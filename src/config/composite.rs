//! Composite Configuration Provider
//!
//! Chains providers by priority; the first provider that knows a key wins.

use super::{ConfigError, ConfigResult};
use super::provider::ConfigProvider;

pub struct CompositeConfigProvider {
    providers: Vec<Box<dyn ConfigProvider>>,
}

impl CompositeConfigProvider {
    pub fn new() -> Self {
        Self {
            providers: Vec::new(),
        }
    }

    /// First added = highest priority
    pub fn add_provider(&mut self, provider: Box<dyn ConfigProvider>) {
        self.providers.push(provider);
    }

    pub fn provider(mut self, provider: Box<dyn ConfigProvider>) -> Self {
        self.providers.push(provider);
        self
    }

    pub fn provider_names(&self) -> Vec<&str> {
        self.providers.iter().map(|p| p.name()).collect()
    }
}

impl Default for CompositeConfigProvider {
    fn default() -> Self {
        Self::new()
    }
}

#[async_trait::async_trait]
impl ConfigProvider for CompositeConfigProvider {
    fn name(&self) -> &str {
        "composite"
    }

    async fn get_raw(&self, key: &str) -> ConfigResult<Option<String>> {
        for provider in &self.providers {
            if let Some(value) = provider.get_raw(key).await? {
                tracing::trace!(key, provider = provider.name(), "config value resolved");
                return Ok(Some(value));
            }
        }
        Ok(None)
    }

    async fn set_raw(&self, key: &str, value: &str) -> ConfigResult<()> {
        match self.providers.first() {
            Some(provider) => provider.set_raw(key, value).await,
            None => Err(ConfigError::Provider {
                message: "no providers configured".into(),
            }),
        }
    }
}

impl std::fmt::Debug for CompositeConfigProvider {
    fn fmt(&self, f: &mut std::fmt::Formatter<'_>) -> std::fmt::Result {
        f.debug_struct("CompositeConfigProvider")
            .field("provider_names", &self.provider_names())
            .finish()
    }
}
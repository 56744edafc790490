//! Model-family classification.
//!
//! Families are recognised by identifier prefix through an ordered rule table,
//! so supporting a new family is a data change in the builtin table or a runtime
//! [`ModelRegistry::register`] call.

mod builtin;
mod family;
mod registry;

pub use family::{FamilyRule, ModelFamily, TokenLimitKey};
pub use registry::{ModelRegistry, registry};

/// Whether `model` belongs to a family that accepts a reasoning effort.
///
/// Unknown or malformed identifiers are not reasoning-capable.
pub fn supports_reasoning(model: &str) -> bool {
    registry().supports_reasoning(model)
}

#[cfg(test)]
mod tests {
    use super::*;

    #[test]
    fn test_o1_models_support_reasoning() {
        assert!(supports_reasoning("o1"));
        assert!(supports_reasoning("o1-mini"));
        assert!(supports_reasoning("o1-preview"));
    }

    #[test]
    fn test_o3_models_support_reasoning() {
        assert!(supports_reasoning("o3"));
        assert!(supports_reasoning("o3-mini"));
    }

    #[test]
    fn test_gpt5_models_support_reasoning() {
        assert!(supports_reasoning("gpt-5"));
        assert!(supports_reasoning("gpt-5.2"));
        assert!(supports_reasoning("gpt-5.3-codex"));
        assert!(supports_reasoning("GPT-5-mini"));
    }

    #[test]
    fn test_gpt4_models_do_not_support_reasoning() {
        assert!(!supports_reasoning("gpt-4"));
        assert!(!supports_reasoning("gpt-4o"));
        assert!(!supports_reasoning("gpt-4o-mini"));
        assert!(!supports_reasoning("gpt-4-turbo"));
    }

    #[test]
    fn test_other_models_do_not_support_reasoning() {
        assert!(!supports_reasoning("text-embedding-3-large"));
        assert!(!supports_reasoning("claude-3-opus"));
        assert!(!supports_reasoning("unknown-model"));
        assert!(!supports_reasoning(""));
        assert!(!supports_reasoning("o"));
    }
}
//! Pluggable configuration provider system.
//!
//! ```rust,no_run
//! use automem_core::config::{ConfigBuilder, LlmSettings};
//!
//! # async fn example() -> Result<(), Box<dyn std::error::Error>> {
//! let config = ConfigBuilder::new().env_with_prefix("AUTOMEM_").env().build();
//! let settings = LlmSettings::load(&config).await?;
//! let params = settings.token_params();
//! # Ok(())
//! # }
//! ```

pub mod composite;
pub mod env;
pub mod memory;
pub mod provider;
pub mod settings;

pub use composite::CompositeConfigProvider;
pub use env::EnvConfigProvider;
pub use memory::MemoryConfigProvider;
pub use provider::{ConfigProvider, ConfigProviderExt};
pub use settings::LlmSettings;

use thiserror::Error;

/// Errors that can occur in configuration operations
#[derive(Error, Debug)]
pub enum ConfigError {
    #[error("Invalid value for {key}: {message}")]
    InvalidValue { key: String, message: String },

    #[error("Environment error: {0}")]
    Env(#[from] std::env::VarError),

    #[error("Provider error: {message}")]
    Provider { message: String },
}

pub type ConfigResult<T> = std::result::Result<T, ConfigError>;

/// Builds a [`CompositeConfigProvider`]; providers added first take priority.
pub struct ConfigBuilder {
    providers: Vec<Box<dyn ConfigProvider>>,
}

impl ConfigBuilder {
    pub fn new() -> Self {
        Self {
            providers: Vec::new(),
        }
    }

    pub fn env(mut self) -> Self {
        self.providers.push(Box::new(EnvConfigProvider::new()));
        self
    }

    pub fn env_with_prefix(mut self, prefix: &str) -> Self {
        self.providers
            .push(Box::new(EnvConfigProvider::prefixed(prefix)));
        self
    }

    pub fn memory(mut self, provider: MemoryConfigProvider) -> Self {
        self.providers.push(Box::new(provider));
        self
    }

    pub fn provider(mut self, provider: Box<dyn ConfigProvider>) -> Self {
        self.providers.push(provider);
        self
    }

    pub fn build(self) -> CompositeConfigProvider {
        let mut composite = CompositeConfigProvider::new();
        for provider in self.providers {
            composite.add_provider(provider);
        }
        composite
    }
}

impl Default for ConfigBuilder {
    fn default() -> Self {
        Self::new()
    }
}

▶ **PROMPT**: Determine how many lines above contain "family" as a word or string. Give the number alone.

▶ **OUTPUT OF THE EXERCISE**: 5